Thanks to all for the replies, Freddiebooks, I have to do that too, otherwise the handle keeps flying off!

Roger20, I have already tried oiling/greasing etc., to no effect. I am surprised that you have managed to make a warranty claim, as, in the extended warranty booklet I am sure that "windows etc" are specifically excluded? Could you give me the name of your dealer so that I could maybe buy one of these gearboxes? I don't mind fixing it myself, but without knowing the make and model of the rooflight, I can't get the spares. :roll: Autotrail seem reluctant to supply the details for some reason?

Kandsservices, I will try to photograph the rooflight and give approximate dimensions etc., but not until the rain and gales have subsided, for obvious reasons!!!


----------



## Broom (Oct 8, 2007)

Hi

Ring Paul Bolton at Auto Trail and explain to him Tel 01472571000, if you are near to Grimsby get Mark Atkinson (same number) to do it or you.

If you have had your Habitation Service done it will be covered by the insurance backed warranty.

Best Regards
Broom


----------



## arfajob (Aug 31, 2009)

Broom; Thank you very much for the info, I left a message on Paul's answerphone and he returned the call within the hour. He was very helpful and friendly, and told me that the whole operating mechanism including gearbox and drive cables was available from them at a cost of £90 + VAT and P&P. I have ordered these and look forward to fitting them.

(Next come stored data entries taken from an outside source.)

//! Shared fixtures for runtime integration tests.
#![allow(dead_code)]

use std::sync::Arc;
use std::time::Duration;

use combat_content::{ContentCatalog, ContentTables};
use combat_core::{
    AutoPotionSettings, CharacterId, CharacterStats, CombatConfig, DifficultyTier, DropTable,
    ItemId, LootEntry, MapDefinition, MapId, MonsterDefinition, MonsterId, SkillDefinition,
    SkillId, TargetType, Timestamp,
};
use combat_runtime::{
    CharacterRecord, CombatStore, Event, InMemoryCombatStore, KnownSkill, ManualClock,
    OracleManager, Runtime, RuntimeConfig,
};
use tokio::sync::broadcast;

pub const HERO: CharacterId = CharacterId(7);
pub const MEADOW: MapId = MapId(1);
pub const EMPTY_FIELD: MapId = MapId(2);
pub const POWER_STRIKE: SkillId = SkillId(1);

/// One level-5 rat per slot, no level variance, no chance spawns.
pub fn catalog() -> ContentCatalog {
    ContentCatalog {
        config: CombatConfig {
            level_spread: 0,
            level_jitter: 0,
            spawn_chance_percent: 0,
            ..CombatConfig::default()
        },
        tables: ContentTables::default(),
        monsters: vec![MonsterDefinition {
            id: MonsterId(1),
            name: "Cave Rat".to_string(),
            kind: "beast".to_string(),
            level: 5,
            hp: 100,
            attack: 20,
            defense: 10,
            experience: 30,
            drops: Some(DropTable {
                item_chance: 0,
                copper_chance: 100,
                copper_base: 10,
                copper_range: 0,
                items: vec![LootEntry {
                    item_id: ItemId(2001),
                    name: "Rat Tail".to_string(),
                }],
            }),
        }],
        maps: vec![
            MapDefinition {
                id: MEADOW,
                name: "Meadow".to_string(),
                min_level: 1,
                max_level: 10,
                monsters: vec![MonsterId(1)],
            },
            MapDefinition {
                id: EMPTY_FIELD,
                name: "Empty Field".to_string(),
                min_level: 1,
                max_level: 10,
                monsters: Vec::new(),
            },
        ],
        skills: vec![SkillDefinition {
            id: POWER_STRIKE,
            name: "Power Strike".to_string(),
            mana_cost: 10,
            cooldown: 2,
            damage: 15,
            target: TargetType::Single,
        }],
    }
}

/// Attack 50 hits a rat for 45; each living rat hits back for 14.
pub fn hero() -> CharacterRecord {
    CharacterRecord {
        name: "Hero".to_string(),
        stats: CharacterStats {
            id: HERO,
            attack: 50,
            defense: 20,
            crit_rate: 0.0,
            crit_damage: 1.5,
            max_hp: 200,
            max_mana: 50,
            currency: 1_000,
            experience: 0,
            difficulty: DifficultyTier::Normal,
        },
        current_map: Some(MEADOW),
        auto_potions: AutoPotionSettings::disabled(),
        skills: vec![KnownSkill {
            id: POWER_STRIKE,
            active: true,
        }],
    }
}

pub struct TestRuntime {
    pub runtime: Runtime,
    pub store: Arc<dyn CombatStore>,
    pub clock: Arc<ManualClock>,
}

pub fn runtime_with(store: Arc<dyn CombatStore>, interval: Duration) -> TestRuntime {
    let clock = Arc::new(ManualClock::new(Timestamp(1_000_000)));
    let config = RuntimeConfig {
        round_interval: interval,
        seed: Some(42),
        ..RuntimeConfig::default()
    };
    let runtime = Runtime::builder()
        .config(config)
        .oracles(OracleManager::from_catalog(catalog()))
        .store(Arc::clone(&store))
        .clock(clock.clone())
        .build()
        .expect("runtime builds");
    TestRuntime {
        runtime,
        store,
        clock,
    }
}

/// Memory-backed runtime with `record` already stored.
pub fn runtime_for(record: CharacterRecord) -> TestRuntime {
    let store: Arc<dyn CombatStore> = Arc::new(InMemoryCombatStore::new());
    store.upsert_character(record).expect("seed character");
    runtime_with(store, Duration::from_millis(20))
}

pub async fn next_event(rx: &mut broadcast::Receiver<Event>) -> Event {
    tokio::time::timeout(Duration::from_secs(5), rx.recv())
        .await
        .expect("event within timeout")
        .expect("bus open")
}
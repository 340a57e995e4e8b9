//! Public API surface of the combat runtime.
mod errors;
mod handle;

pub use errors::{RepositoryError, Result, RuntimeError};
pub use handle::CombatHandle;
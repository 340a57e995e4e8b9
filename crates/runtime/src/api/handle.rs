//! Cloneable façade over the orchestrator and round scheduler.
//!
//! [`CombatHandle`] is what clients hold: start and stop automatic combat,
//! run a round on demand, query status and logs, or stream events from
//! specific topics.
use std::collections::HashMap;
use std::sync::Arc;

use combat_core::{CharacterId, CombatSession, SkillId};
use tokio::sync::broadcast;

use super::errors::Result;
use crate::events::{Event, Topic};
use crate::orchestrator::{CombatOrchestrator, CombatStatus, RoundOutcome};
use crate::repository::{CombatLogEntry, CombatStore};
use crate::workers::RoundScheduler;

/// Client-facing handle to interact with the runtime
#[derive(Clone)]
pub struct CombatHandle {
    orchestrator: Arc<CombatOrchestrator>,
    scheduler: Arc<RoundScheduler>,
}

impl CombatHandle {
    pub(crate) fn new(orchestrator: Arc<CombatOrchestrator>, scheduler: Arc<RoundScheduler>) -> Self {
        Self {
            orchestrator,
            scheduler,
        }
    }

    /// Starts automatic combat; a round runs every configured interval using
    /// `skills` as the priority list. Calling it again while combat runs
    /// only updates the priority list.
    pub async fn start(&self, id: CharacterId, skills: Vec<SkillId>) -> Result<CombatSession> {
        self.scheduler.start(id, skills).await
    }

    /// Stops automatic combat. Returns false if the character was idle.
    pub async fn stop(&self, id: CharacterId) -> Result<bool> {
        self.scheduler.stop(id).await
    }

    /// Resolves one round immediately, outside the ticker.
    pub async fn run_round(&self, id: CharacterId, skills: &[SkillId]) -> Result<RoundOutcome> {
        self.orchestrator.run_round(id, skills).await
    }

    pub fn set_skill_priority(&self, id: CharacterId, skills: Vec<SkillId>) -> bool {
        self.scheduler.set_skill_priority(id, skills)
    }

    pub fn is_ticking(&self, id: CharacterId) -> bool {
        self.scheduler.is_ticking(id)
    }

    pub fn status(&self, id: CharacterId) -> Result<CombatStatus> {
        self.orchestrator.status(id)
    }

    /// Most recent combat logs, newest first.
    pub fn logs(&self, id: CharacterId, limit: usize) -> Result<Vec<CombatLogEntry>> {
        self.orchestrator.logs(id, limit)
    }

    pub fn store(&self) -> Arc<dyn CombatStore> {
        Arc::clone(self.orchestrator.store())
    }

    /// Subscribe to events from a specific topic
    ///
    /// # Topics
    ///
    /// - `Topic::Combat` - Resolved rounds and defeats
    /// - `Topic::Lifecycle` - Start, stop, auto-stop and ticker failures
    pub fn subscribe(&self, topic: Topic) -> broadcast::Receiver<Event> {
        self.orchestrator.events().subscribe(topic)
    }

    pub fn subscribe_multiple(
        &self,
        topics: &[Topic],
    ) -> HashMap<Topic, broadcast::Receiver<Event>> {
        self.orchestrator.events().subscribe_multiple(topics)
    }
}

He told me that it is a fairly straightforward job to replace them. Unfortunately I can't make a warranty claim as I am the third owner of this vehicle and the documents have been lost by the previous owner.

Freddiebooks, hope this helps with your problem? The gearbox mechanism is also available separately. By the way the make of rooflight is a Remis, dimensions 900 x 600mm.

Many many thanks to all who took the time and trouble to reply to my message!


----------



## bromleyxphil (May 4, 2010)

I also had this problem on my 09 model, It was fixed under warranty by Richard Baldwin MH of Halifax.
They said it was a "known problem" and said they thought a new mechanism was being worked on.
Phil


----------



## Freddiebooks (Aug 9, 2008)

Arfajob,

Sounds as thou progress is being made.

I look forward to your update on how simple the job is. 

Having looked at my rooflight, i'm curious to know, how you actually get into it to start fiddling. 

I'd also be interested in finding out how much a whole new unit would cost. A better quality handle and mechanism would be a great help. 

Freddiebooks


----------



## Broom (Oct 8, 2007)

Hi Arfajob

Glad you are getting somewhere, you need to spend a £10.00 and become a full member of MHF.

Freddiebooks

Access to the gear is from the top, its an easy job.

Best Regards
Broom


----------



## arfajob (Aug 31, 2009)

Thanks Broom, I've emptied the piggy bank and just about scraped together the cash to become a subscriber. :lol: I look forward to lots of interesting reading on the forum!

Freddiebooks I have not had a chance to repair the rooflight yet as I have been laid low by the dreaded flu for the past 10 days, and now the weather has turned decidedly wintery. I await a slight rise in the outside temperature and a dry day to attempt said fix.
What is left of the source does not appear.